Department of Chemistry, Colorado State University, Fort Collins, Colorado 80523, United States.
Department of Chemistry, New York University, New York, New York 10003, United States.
J Chem Theory Comput. 2022 May 10;18(5):3218-3230. doi: 10.1021/acs.jctc.1c01290. Epub 2022 Apr 28.
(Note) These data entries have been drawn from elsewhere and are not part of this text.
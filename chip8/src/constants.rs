//! Constant values of the Chip-8 architecture.

/// Number of general purpose registers.
pub const REGISTER_COUNT: usize = 0x10; // 16

/// Index of the flag register VF, used for carry, borrow and collision.
pub const FLAG_REGISTER: usize = 0xF;

/// The lower memory space was historically used for the interpreter itself,
/// but is now used for fonts.
pub const MEM_START: usize = 0x200; // 512
pub const MEM_SIZE: usize = 0x1000; // 4096
pub const MEM_MASK: usize = MEM_SIZE - 1;

/// Largest program that fits between `MEM_START` and the end of memory.
pub const PROGRAM_MAX_SIZE: usize = MEM_SIZE - MEM_START; // 3584

/// Levels of nesting allowed in the call stack.
///
/// The original RCA 1802 implementation allocated 48 bytes
/// for up to 12 levels of nesting. Most modern interpreters
/// settled on 16.
pub const STACK_SIZE: usize = 0x10;

/// Address registers only use the lower 12 bits.
pub const ADDRESS_MASK: u16 = 0x0FFF;

pub const DISPLAY_WIDTH: usize = 64;
pub const DISPLAY_HEIGHT: usize = 32;
pub const DISPLAY_BUFFER_SIZE: usize = DISPLAY_WIDTH * DISPLAY_HEIGHT;
pub const DISPLAY_WIDTH_MASK: usize = DISPLAY_WIDTH - 1;
pub const DISPLAY_HEIGHT_MASK: usize = DISPLAY_HEIGHT - 1;

/// Sprites are at most 15 rows high, since the height is encoded in a nibble.
pub const SPRITE_MAX_HEIGHT: usize = 0xF;

/// Fonts start at the beginning of memory.
pub const FONTSET_START: u16 = 0x000;
/// Each glyph is 5 rows high, packed together without padding.
pub const FONTSET_HEIGHT: usize = 5;
pub const FONTSET_DATA_LENGTH: usize = FONTSET_HEIGHT * 16; // 80

/// Built-in hexadecimal digit sprites, 0 through F.
#[rustfmt::skip]
pub const FONTSET: [u8; FONTSET_DATA_LENGTH] = [
    0xF0, 0x90, 0x90, 0x90, 0xF0, // 0
    0x20, 0x60, 0x20, 0x20, 0x70, // 1
    0xF0, 0x10, 0xF0, 0x80, 0xF0, // 2
    0xF0, 0x10, 0xF0, 0x10, 0xF0, // 3
    0x90, 0x90, 0xF0, 0x10, 0x10, // 4
    0xF0, 0x80, 0xF0, 0x10, 0xF0, // 5
    0xF0, 0x80, 0xF0, 0x90, 0xF0, // 6
    0xF0, 0x10, 0x20, 0x40, 0x40, // 7
    0xF0, 0x90, 0xF0, 0x90, 0xF0, // 8
    0xF0, 0x90, 0xF0, 0x10, 0xF0, // 9
    0xF0, 0x90, 0xF0, 0x90, 0x90, // A
    0xE0, 0x90, 0xE0, 0x90, 0xE0, // B
    0xF0, 0x80, 0x80, 0x80, 0xF0, // C
    0xE0, 0x90, 0x90, 0x90, 0xE0, // D
    0xF0, 0x80, 0xF0, 0x80, 0xF0, // E
    0xF0, 0x80, 0xF0, 0x80, 0x80, // F
];

/// Number of clock cycles in a second that delay timers count down.
pub const DELAY_FREQUENCY: u64 = 60;

/// Instructions executed per second when the configuration doesn't specify one.
pub const DEFAULT_CLOCK_FREQUENCY: u64 = 500;

/// Number of nanoseconds in a second
#[doc(hidden)]
pub const NANOS_IN_SECOND: u64 = 1_000_000_000;

/// Time in nanoseconds a single clock cycle takes, precalculated.
pub const CLOCK_CYCLE_TIME: u64 = NANOS_IN_SECOND / DELAY_FREQUENCY;

/// Number of keys ob the keyboard (0x0-0xF)
pub const KEY_COUNT: u8 = 16;

/// Type for storing the 12-bit memory addresses.
pub type Address = u16;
Determining the optimal number and identity of structural clusters from an ensemble of molecular configurations continues to be a challenge. Recent structural clustering methods have focused on the use of internal coordinates due to the innate rotational and translational invariance of these features. The vast number of possible internal coordinates necessitates a feature space supervision step to make clustering tractable but yields a protocol that can be system type-specific. Particle positions offer an appealing alternative to internal coordinates but suffer from a lack of rotational and translational invariance, as well as a perceived insensitivity to regions of structural dissimilarity. Here, we present a method, denoted shape-GMM, that overcomes the shortcomings of particle positions using a weighted maximum likelihood alignment procedure. This alignment strategy is then built into an expectation maximization Gaussian mixture model (GMM) procedure to capture metastable states in the free-energy landscape. The resulting algorithm distinguishes between a variety of different structures, including those indistinguishable by root-mean-square displacement and pairwise distances, as demonstrated on several model systems. Shape-GMM results on an extensive simulation of the fast-folding HP35 Nle/Nle mutant protein support a four-state folding/unfolding mechanism, which is consistent with previous experimental results and provides kinetic details comparable to previous state-of-the art clustering approaches, as measured by the VAMP-2 score. Currently, training of shape-GMMs is recommended for systems (or subsystems) that can be represented by ≲200 particles and ≲100k configurations to estimate high-dimensional covariance matrices and balance computational expense. Once a shape-GMM is trained, it can be used to predict the cluster identities of millions of configurations.
从分子构象的集合中确定最佳的结构簇数量和身份仍然是一个挑战。最近的结构聚类方法侧重于使用内部坐标,因为这些特征具有固有的旋转和平移不变性。大量可能的内部坐标需要特征空间监督步骤来使聚类变得可行,但会产生一种特定于系统类型的协议。粒子位置提供了一种替代内部坐标的诱人选择,但由于缺乏旋转和平移不变性,以及对结构差异区域的感知不敏感性,因此受到限制。在这里,我们提出了一种方法,称为 shape-GMM,它使用加权最大似然对齐程序克服了粒子位置的缺点。然后,该对齐策略被构建到期望最大化高斯混合模型(GMM)程序中,以捕获自由能景观中的亚稳态。由此产生的算法可以区分多种不同的结构,包括那些通过均方根位移和成对距离无法区分的结构,这在几个模型系统上得到了证明。在对快速折叠 HP35 Nle/Nle 突变蛋白的广泛模拟中,shape-GMM 的结果支持了四态折叠/展开机制,这与先前的实验结果一致,并提供了与先前的最先进聚类方法相当的动力学细节,如 VAMP-2 评分所衡量的。目前,建议在可以用 ≲200 个粒子和 ≲100k 个构象表示的系统(或子系统)上训练 shape-GMM,以估计高维协方差矩阵并平衡计算费用。一旦训练了 shape-GMM,就可以用于预测数百万个构象的聚类身份。